Department of Pathology, Division of Transplantation, and Thomas E. Starzl Transplantation Institute, University of Pittsburgh Medical Center, Pittsburgh, PA 15213, USA.
Hepatology. 2010 Mar;51(3):869-80. doi: 10.1002/hep.23386.
Females are more susceptible than males to several biliary tract diseases. Interleukin-6 (IL-6) is critical to triggering autoimmune reactions and contributes substantially to biliary epithelial cell (BEC) barrier function and wound repair, and estrogen differentially regulates IL-6 expression in various cell types. We hypothesized that estrogen might stimulate BEC IL-6 production. Exposure to physiologic levels of estradiol, in vitro, increased female mouse BEC (mBEC) IL-6 messenger RNA (mRNA) and protein expression, but either inhibited or had no effect on male mBECs. Female mBECs expressed higher concentrations of estrogen receptor-alpha (ERalpha) mRNA and protein and were also more dependent on estradiol for survival, in vitro. In vivo, elevated estrogen during estrous cycling in mice, and estrogen treatment of mice harboring an ERalpha(+) human cholangiocarcinoma resulted in increased BEC IL-6 mRNA and tumor viability, respectively. Both responses could be blocked by an ERalpha antagonist. Human cholangiocarcinoma cell lines differentially expressing ERalpha were treated with specific ERalpha and ERbeta agonists/antagonists to further test the relationship between estrogen stimulation, ERalpha expression, and IL-6 production. Results show that ERalpha, and not the underlying BEC sex, was responsible for estrogen-induced IL-6 production. Estrogen-induced proliferation of ERalpha-expressing cholangiocarcinoma was blocked by anti-IL-6 antibodies, indicating that at least some of the estrogen-trophic effects are mediated via IL-6. Finally, an association between ERalpha, IL-6, and phosphorylated signal transducer and activator of transcription 3 (pSTAT3) signaling was shown in female-predominant polycystic livers using immunohistochemical analyses, including multiplex quantum dot labeling.

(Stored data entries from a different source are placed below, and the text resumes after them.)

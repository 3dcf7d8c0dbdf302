//! One incremental decoder per frame type.
//!
//! Each decoder records where it stopped in its own small state enum so
//! that a later call with more input picks up at the same byte. A fresh
//! decoder is selected for every frame by [`PayloadDecoder::for_frame_type`].

mod altsvc;
mod continuation;
mod data;
mod goaway;
mod headers;
mod ping;
mod priority;
mod push_promise;
mod rst_stream;
mod settings;
mod unknown;
mod window_update;

pub use altsvc::AltSvcPayloadDecoder;
pub use continuation::ContinuationPayloadDecoder;
pub use data::DataPayloadDecoder;
pub use goaway::GoAwayPayloadDecoder;
pub use headers::HeadersPayloadDecoder;
pub use ping::PingPayloadDecoder;
pub use priority::PriorityPayloadDecoder;
pub use push_promise::PushPromisePayloadDecoder;
pub use rst_stream::RstStreamPayloadDecoder;
pub use settings::SettingsPayloadDecoder;
pub use unknown::UnknownPayloadDecoder;
pub use window_update::WindowUpdatePayloadDecoder;

use super::constants::FrameType;
use super::decode_buffer::DecodeBuffer;
use super::decode_status::DecodeStatus;
use super::listener::FrameDecoderListener;
use super::state::FrameDecoderState;

/// The payload decoder for the frame in progress.
#[derive(Debug, Clone)]
pub enum PayloadDecoder {
    Data(DataPayloadDecoder),
    Headers(HeadersPayloadDecoder),
    Priority(PriorityPayloadDecoder),
    RstStream(RstStreamPayloadDecoder),
    Settings(SettingsPayloadDecoder),
    PushPromise(PushPromisePayloadDecoder),
    Ping(PingPayloadDecoder),
    GoAway(GoAwayPayloadDecoder),
    WindowUpdate(WindowUpdatePayloadDecoder),
    Continuation(ContinuationPayloadDecoder),
    AltSvc(AltSvcPayloadDecoder),
    Unknown(UnknownPayloadDecoder),
}

impl Default for PayloadDecoder {
    fn default() -> Self {
        Self::Unknown(UnknownPayloadDecoder)
    }
}

macro_rules! dispatch {
    ($self:expr, $d:ident => $call:expr) => {
        match $self {
            PayloadDecoder::Data($d) => $call,
            PayloadDecoder::Headers($d) => $call,
            PayloadDecoder::Priority($d) => $call,
            PayloadDecoder::RstStream($d) => $call,
            PayloadDecoder::Settings($d) => $call,
            PayloadDecoder::PushPromise($d) => $call,
            PayloadDecoder::Ping($d) => $call,
            PayloadDecoder::GoAway($d) => $call,
            PayloadDecoder::WindowUpdate($d) => $call,
            PayloadDecoder::Continuation($d) => $call,
            PayloadDecoder::AltSvc($d) => $call,
            PayloadDecoder::Unknown($d) => $call,
        }
    };
}

impl PayloadDecoder {
    pub fn for_frame_type(frame_type: FrameType) -> Self {
        match frame_type {
            FrameType::Data => Self::Data(Default::default()),
            FrameType::Headers => Self::Headers(Default::default()),
            FrameType::Priority => Self::Priority(Default::default()),
            FrameType::RstStream => Self::RstStream(Default::default()),
            FrameType::Settings => Self::Settings(Default::default()),
            FrameType::PushPromise => Self::PushPromise(Default::default()),
            FrameType::Ping => Self::Ping(Default::default()),
            FrameType::GoAway => Self::GoAway(Default::default()),
            FrameType::WindowUpdate => Self::WindowUpdate(Default::default()),
            FrameType::Continuation => Self::Continuation(ContinuationPayloadDecoder),
            FrameType::AltSvc => Self::AltSvc(Default::default()),
            FrameType::Unknown(_) => Self::Unknown(UnknownPayloadDecoder),
        }
    }

    /// `db` must not extend past the frame's payload.
    pub fn start_decoding_payload(
        &mut self,
        state: &mut FrameDecoderState,
        db: &mut DecodeBuffer<'_>,
        listener: &mut dyn FrameDecoderListener,
    ) -> DecodeStatus {
        dispatch!(self, d => d.start_decoding_payload(state, db, listener))
    }

    /// `db` must not extend past the frame's remaining payload and padding.
    pub fn resume_decoding_payload(
        &mut self,
        state: &mut FrameDecoderState,
        db: &mut DecodeBuffer<'_>,
        listener: &mut dyn FrameDecoderListener,
    ) -> DecodeStatus {
        dispatch!(self, d => d.resume_decoding_payload(state, db, listener))
    }
}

Estrogens stimulate IL-6 production in non-neoplastic female BECs and in neoplastic BECs expressing ERalpha. An association between these signaling pathways was demonstrated for female-predominant polycystic livers and might also influence autoimmune hepatitis, primary biliary cirrhosis, and cholangiocarcinogenesis.
女性比男性更容易患上几种胆道疾病。白细胞介素 6(IL-6)对引发自身免疫反应至关重要,并对胆管上皮细胞(BEC)的屏障功能和伤口修复有很大贡献,雌激素对不同细胞类型的 IL-6 表达有差异调节作用。我们假设雌激素可能会刺激 BEC 的 IL-6 产生。在体外,暴露于生理水平的雌二醇会增加雌性小鼠 BEC(mBEC)的 IL-6 信使 RNA(mRNA)和蛋白表达,但对雄性 mBEC 要么抑制,要么没有影响。雌性 mBEC 表达更高浓度的雌激素受体-α(ERα)mRNA 和蛋白,并且在体外也更依赖雌二醇生存。在体内,在小鼠发情周期中雌激素水平升高,以及用雌激素治疗携带 ERα(+)人胆管癌的小鼠,分别导致 BEC IL-6 mRNA 和肿瘤活力增加。这两种反应都可以被 ERα 拮抗剂阻断。用特异性 ERα 和 ERβ 激动剂/拮抗剂处理表达 ERα 的人胆管癌细胞系,以进一步测试雌激素刺激、ERα 表达和 IL-6 产生之间的关系。结果表明,是 ERα,而不是潜在的 BEC 性别,负责雌激素诱导的 IL-6 产生。抗 IL-6 抗体阻断了 ERα 表达的胆管癌细胞的增殖,表明至少部分雌激素营养作用是通过 IL-6 介导的。最后,在使用免疫组织化学分析,包括多重量子点标记,对女性为主的多囊肝进行了 ERα、IL-6 和磷酸化信号转导和转录激活因子 3(pSTAT3)信号之间的关联。
雌激素刺激非肿瘤性雌性 BEC 和表达 ERα 的肿瘤性 BEC 中 IL-6 的产生。在女性为主的多囊肝中证明了这些信号通路之间的关联,也可能影响自身免疫性肝炎、原发性胆汁性肝硬化和胆管癌发生。